スウェーデンの電池メーカー大手「ノースボルト(Northvolt)」社は、新しいナトリウムイオン電池技術で画期的な進歩を遂げた。同社によると、この技術が実用化されれば、欧州のエネルギー産業と電気自動車産業は、中国の希少な原材料への依存度を減らすことができる。

ノースボルト社はリチウム、コバルト、ニッケルを使用しない、より低コストで持続可能なナトリウムイオン電池を開発したと発表した。

英国とEUの電池産業は、中国やその他のアジア諸国から供給される原材料または完成した電池に依存している。

同社の戦略・持続可能性担当副社長・パトリック・アンドレアソン氏は指摘した。「ナトリウムイオン技術を使うことは新しいことではないが、重要な原材料を完全に使用しない製品はこれが初めてだと思う。これは重要な突破口で、中国を含む世界の特定の地域に依存しない選択肢を提供している」

ノースボルト社は来年には顧客に最初のサンプルを提供することを望んでおり、今後10年のうちに本格的な生産を開始する予定だ。

ナトリウムイオン電池は、超高温でも低温でも機能するため、エネルギー貯蔵に広く使われているリチウム電池に代わり、より安価で安全な電池として注目されている。しかし、そのサイズに見合うエネルギー生産量はリチウム電池に長い間遅れをとっており、ナトリウム電池はスペースが限られているほとんどのEVには実用的ではない。

ノースボルトが検証したところ、EVに使用されるリチウム電池のエネルギー密度は1kgあたり最大約250~300Whであるのに対し、一般的にエネルギー貯蔵に使用されるリチウム電池のエネルギー密度は1kgあたり約180Whである。

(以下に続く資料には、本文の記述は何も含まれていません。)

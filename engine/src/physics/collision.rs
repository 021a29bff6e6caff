//! Contact tests
//!
//! Support and trigger predicates between the single character body and one
//! obstacle volume. Both tests are pure: the caller supplies the obstacle's
//! current pose (center and yaw), so kinematic obstacles are handled the same
//! way as static ones.
//!
//! # Support vs. trigger
//!
//! - [`supports`] decides whether the body's foot can rest on the obstacle's top
//!   surface this step. It is restricted to a thin vertical band around the top
//!   and refuses bodies that are moving upward.
//! - [`overlaps`] is the looser proximity test used by hazards and effectors.
//!   It has no vertical-velocity restriction.
//!
//! # Example
//!
//! ```ignore
//! use obby_engine::physics::collision::{supports, ContactTolerances};
//! use obby_engine::physics::shapes::Shape;
//! use glam::Vec3;
//!
//! let pad = Shape::cuboid(4.0, 0.5, 4.0);
//! let foot = Vec3::new(1.9, 0.25, 1.9);
//! assert!(supports(foot, &pad, Vec3::ZERO, 0.0, 0.0, &ContactTolerances::default()));
//! ```

use serde::{Deserialize, Serialize};

use super::shapes::Shape;
use super::types::{Vec3, planar, to_local_planar};

/// Vertical distance above the top surface still counted as touching it.
pub const DEFAULT_TOP_BAND: f32 = 0.1;

/// Extra depth below the obstacle's bottom face that still snaps up onto the top.
pub const DEFAULT_SINK_BAND: f32 = 0.5;

/// Largest upward speed at which a body may still land.
pub const DEFAULT_MAX_LANDING_SPEED: f32 = 0.1;

/// Outward widening applied to every support footprint edge.
pub const DEFAULT_FORGIVENESS: f32 = 0.05;

/// Extra reach of hazard/effector trigger volumes.
pub const DEFAULT_TRIGGER_MARGIN: f32 = 0.1;

/// Tolerances shared by the support and trigger tests.
#[derive(Debug, Clone, Copy, PartialEq, Serialize, Deserialize)]
#[serde(default)]
pub struct ContactTolerances {
    /// Band above the top surface in which the foot still counts as touching.
    pub top_band: f32,
    /// Band below the obstacle's bottom face that still resolves onto the top.
    pub sink_band: f32,
    /// Vertical velocity above which landing is refused (mid-jump departure).
    pub max_landing_speed: f32,
    /// Footprint forgiveness margin.
    pub forgiveness: f32,
    /// Extra reach of trigger volumes on every axis.
    pub trigger_margin: f32,
}

impl Default for ContactTolerances {
    fn default() -> Self {
        Self {
            top_band: DEFAULT_TOP_BAND,
            sink_band: DEFAULT_SINK_BAND,
            max_landing_speed: DEFAULT_MAX_LANDING_SPEED,
            forgiveness: DEFAULT_FORGIVENESS,
            trigger_margin: DEFAULT_TRIGGER_MARGIN,
        }
    }
}

impl ContactTolerances {
    /// Tolerances with no footprint forgiveness, for exact-edge queries.
    pub fn exact() -> Self {
        Self {
            forgiveness: 0.0,
            ..Self::default()
        }
    }

    /// True when every tolerance is finite and non-negative.
    pub fn is_valid(&self) -> bool {
        [
            self.top_band,
            self.sink_band,
            self.max_landing_speed,
            self.forgiveness,
            self.trigger_margin,
        ]
        .iter()
        .all(|v| v.is_finite() && *v >= 0.0)
    }
}

/// Height of an obstacle's top surface.
#[inline]
pub fn top_surface(shape: &Shape, center: Vec3) -> f32 {
    center.y + shape.half_height()
}

/// Decide whether a foot point can rest on an obstacle this step.
///
/// # Arguments
///
/// * `foot` - Bottom of the body (center minus half-height)
/// * `shape` - Obstacle shape
/// * `center` - Obstacle center at the current time
/// * `yaw` - Obstacle rotation about +Y at the current time
/// * `vertical_velocity` - Body's vertical velocity this step
/// * `tol` - Contact tolerances
///
/// # Returns
///
/// `true` when the foot lies in the vertical support band, inside the footprint
/// (plus forgiveness), and the body is not ascending faster than
/// `tol.max_landing_speed`. Degenerate shapes always return `false`.
pub fn supports(
    foot: Vec3,
    shape: &Shape,
    center: Vec3,
    yaw: f32,
    vertical_velocity: f32,
    tol: &ContactTolerances,
) -> bool {
    if vertical_velocity > tol.max_landing_speed {
        return false;
    }

    let top = top_surface(shape, center);
    let lowest = top - 2.0 * shape.half_height() - tol.sink_band;
    if foot.y > top + tol.top_band || foot.y < lowest {
        return false;
    }

    let local = to_local_planar(planar(foot - center), yaw);
    shape.footprint_contains(local, tol.forgiveness)
}

/// Proximity test for hazards and effectors.
///
/// The body is treated as an upright capsule-ish column: its center must lie
/// inside the footprint widened by `body_radius + margin`, and its vertical
/// distance from the obstacle center must be within the combined half-heights
/// plus `margin`.
///
/// # Arguments
///
/// * `body_center` - Body position (center of the column)
/// * `body_radius` - Horizontal radius of the body
/// * `body_half_height` - Half of the body's height
/// * `shape` - Obstacle shape
/// * `center` - Obstacle center at the current time
/// * `yaw` - Obstacle rotation about +Y at the current time
/// * `margin` - Extra reach on every axis
pub fn overlaps(
    body_center: Vec3,
    body_radius: f32,
    body_half_height: f32,
    shape: &Shape,
    center: Vec3,
    yaw: f32,
    margin: f32,
) -> bool {
    let dy = (body_center.y - center.y).abs();
    if dy > shape.half_height() + body_half_height + margin {
        return false;
    }

    let local = to_local_planar(planar(body_center - center), yaw);
    shape.footprint_contains(local, body_radius + margin)
}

アンドレアソン氏は新しい電池のエネルギー密度はほとんどのリチウム同等電池よりも低いが、コストを低く抑えながら新製品でエネルギー密度を高めることを目指すと述べた。

EUや英国と中共(中国共産党)当局との関係悪化や、自動車製造業界のEVへの急速なシフトを背景に、国会議員からは、希少な主要鉱物資源を中国に依存することへの懸念の声が上がっている。

電池メーカーは、この問題に対処するため、サプライチェーンの多様化や代替技術の活用を検討し始めている。